▸ **WHAT YOU SHOULD DO**
Beneath this task is a listing. Count its lines that contain "OutOfRange" and answer with the number only.

(PROVIDED DATA begins)

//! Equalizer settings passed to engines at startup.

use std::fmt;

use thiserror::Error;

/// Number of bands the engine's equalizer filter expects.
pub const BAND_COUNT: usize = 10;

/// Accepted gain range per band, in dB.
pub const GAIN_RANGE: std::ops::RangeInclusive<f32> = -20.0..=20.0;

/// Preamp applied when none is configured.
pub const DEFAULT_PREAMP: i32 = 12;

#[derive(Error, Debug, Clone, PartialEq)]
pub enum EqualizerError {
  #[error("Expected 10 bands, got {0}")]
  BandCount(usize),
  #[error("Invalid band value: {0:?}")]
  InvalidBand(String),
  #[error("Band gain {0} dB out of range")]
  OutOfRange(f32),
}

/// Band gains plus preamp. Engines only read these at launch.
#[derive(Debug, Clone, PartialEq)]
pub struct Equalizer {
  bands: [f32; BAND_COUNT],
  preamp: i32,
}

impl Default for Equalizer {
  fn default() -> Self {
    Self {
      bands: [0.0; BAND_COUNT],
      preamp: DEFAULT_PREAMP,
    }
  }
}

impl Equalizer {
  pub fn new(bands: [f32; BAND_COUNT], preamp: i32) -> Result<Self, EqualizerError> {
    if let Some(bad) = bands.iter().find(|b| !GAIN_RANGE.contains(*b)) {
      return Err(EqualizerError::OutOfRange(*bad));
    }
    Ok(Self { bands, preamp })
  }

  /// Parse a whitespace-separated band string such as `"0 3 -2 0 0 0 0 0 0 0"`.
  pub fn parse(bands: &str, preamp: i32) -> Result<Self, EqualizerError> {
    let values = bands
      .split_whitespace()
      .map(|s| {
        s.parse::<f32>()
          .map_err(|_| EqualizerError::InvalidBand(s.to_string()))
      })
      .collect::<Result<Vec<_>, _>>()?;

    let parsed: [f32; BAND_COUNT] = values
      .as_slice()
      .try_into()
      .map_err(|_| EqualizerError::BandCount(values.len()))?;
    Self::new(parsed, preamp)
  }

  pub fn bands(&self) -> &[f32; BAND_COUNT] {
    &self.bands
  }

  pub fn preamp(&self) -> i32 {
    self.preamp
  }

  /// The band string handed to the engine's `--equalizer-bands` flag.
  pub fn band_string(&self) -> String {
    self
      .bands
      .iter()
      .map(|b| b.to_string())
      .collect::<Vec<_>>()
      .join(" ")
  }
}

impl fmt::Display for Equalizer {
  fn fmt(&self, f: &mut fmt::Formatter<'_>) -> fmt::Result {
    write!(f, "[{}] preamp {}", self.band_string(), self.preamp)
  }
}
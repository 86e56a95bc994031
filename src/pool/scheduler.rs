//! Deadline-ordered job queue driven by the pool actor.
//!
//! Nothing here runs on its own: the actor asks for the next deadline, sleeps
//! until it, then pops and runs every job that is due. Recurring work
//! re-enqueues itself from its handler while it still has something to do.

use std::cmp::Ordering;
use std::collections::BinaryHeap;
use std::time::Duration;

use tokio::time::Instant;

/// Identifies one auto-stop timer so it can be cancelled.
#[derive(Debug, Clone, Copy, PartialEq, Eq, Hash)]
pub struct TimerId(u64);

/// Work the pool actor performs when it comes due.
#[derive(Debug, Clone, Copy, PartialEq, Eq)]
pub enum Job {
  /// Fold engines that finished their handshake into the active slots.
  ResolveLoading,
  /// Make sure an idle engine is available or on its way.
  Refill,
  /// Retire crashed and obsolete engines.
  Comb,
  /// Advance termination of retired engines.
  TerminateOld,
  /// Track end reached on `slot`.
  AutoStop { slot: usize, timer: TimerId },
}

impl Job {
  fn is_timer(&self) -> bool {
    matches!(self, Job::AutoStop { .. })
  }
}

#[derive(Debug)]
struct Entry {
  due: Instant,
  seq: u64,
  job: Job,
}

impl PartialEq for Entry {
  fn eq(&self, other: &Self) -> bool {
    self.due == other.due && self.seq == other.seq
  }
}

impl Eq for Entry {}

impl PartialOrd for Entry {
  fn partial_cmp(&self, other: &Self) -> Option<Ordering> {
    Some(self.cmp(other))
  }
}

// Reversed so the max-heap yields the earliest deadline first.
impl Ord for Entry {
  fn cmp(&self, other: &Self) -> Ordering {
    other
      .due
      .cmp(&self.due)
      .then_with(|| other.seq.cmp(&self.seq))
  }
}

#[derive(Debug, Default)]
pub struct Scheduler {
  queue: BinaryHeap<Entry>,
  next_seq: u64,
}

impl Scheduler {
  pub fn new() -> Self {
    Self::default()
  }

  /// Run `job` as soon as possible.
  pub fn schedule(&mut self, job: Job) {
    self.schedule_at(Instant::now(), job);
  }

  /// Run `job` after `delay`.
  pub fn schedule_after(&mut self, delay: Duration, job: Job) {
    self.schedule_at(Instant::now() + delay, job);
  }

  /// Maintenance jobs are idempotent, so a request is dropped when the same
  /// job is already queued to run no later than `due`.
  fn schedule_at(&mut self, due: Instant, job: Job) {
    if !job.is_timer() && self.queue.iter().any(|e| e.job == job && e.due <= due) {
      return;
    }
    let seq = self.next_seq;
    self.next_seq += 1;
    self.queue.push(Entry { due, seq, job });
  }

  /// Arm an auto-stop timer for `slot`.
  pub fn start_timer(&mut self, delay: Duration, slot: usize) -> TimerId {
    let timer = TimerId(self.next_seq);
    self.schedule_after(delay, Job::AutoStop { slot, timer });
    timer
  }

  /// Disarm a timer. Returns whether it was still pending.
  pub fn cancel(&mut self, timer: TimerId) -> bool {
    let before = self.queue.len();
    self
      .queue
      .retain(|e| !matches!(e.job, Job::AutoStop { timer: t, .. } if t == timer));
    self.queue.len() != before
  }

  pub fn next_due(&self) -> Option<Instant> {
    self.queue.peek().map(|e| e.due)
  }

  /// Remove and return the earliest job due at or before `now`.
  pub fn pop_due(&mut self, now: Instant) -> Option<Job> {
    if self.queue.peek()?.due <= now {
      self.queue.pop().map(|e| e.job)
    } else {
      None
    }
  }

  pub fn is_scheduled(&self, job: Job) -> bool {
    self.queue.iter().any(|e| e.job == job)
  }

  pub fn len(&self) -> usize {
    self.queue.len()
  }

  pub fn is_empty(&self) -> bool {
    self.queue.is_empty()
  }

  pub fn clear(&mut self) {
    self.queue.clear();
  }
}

(PROVIDED DATA ends)

▸ **EXERCISE ANSWER**
2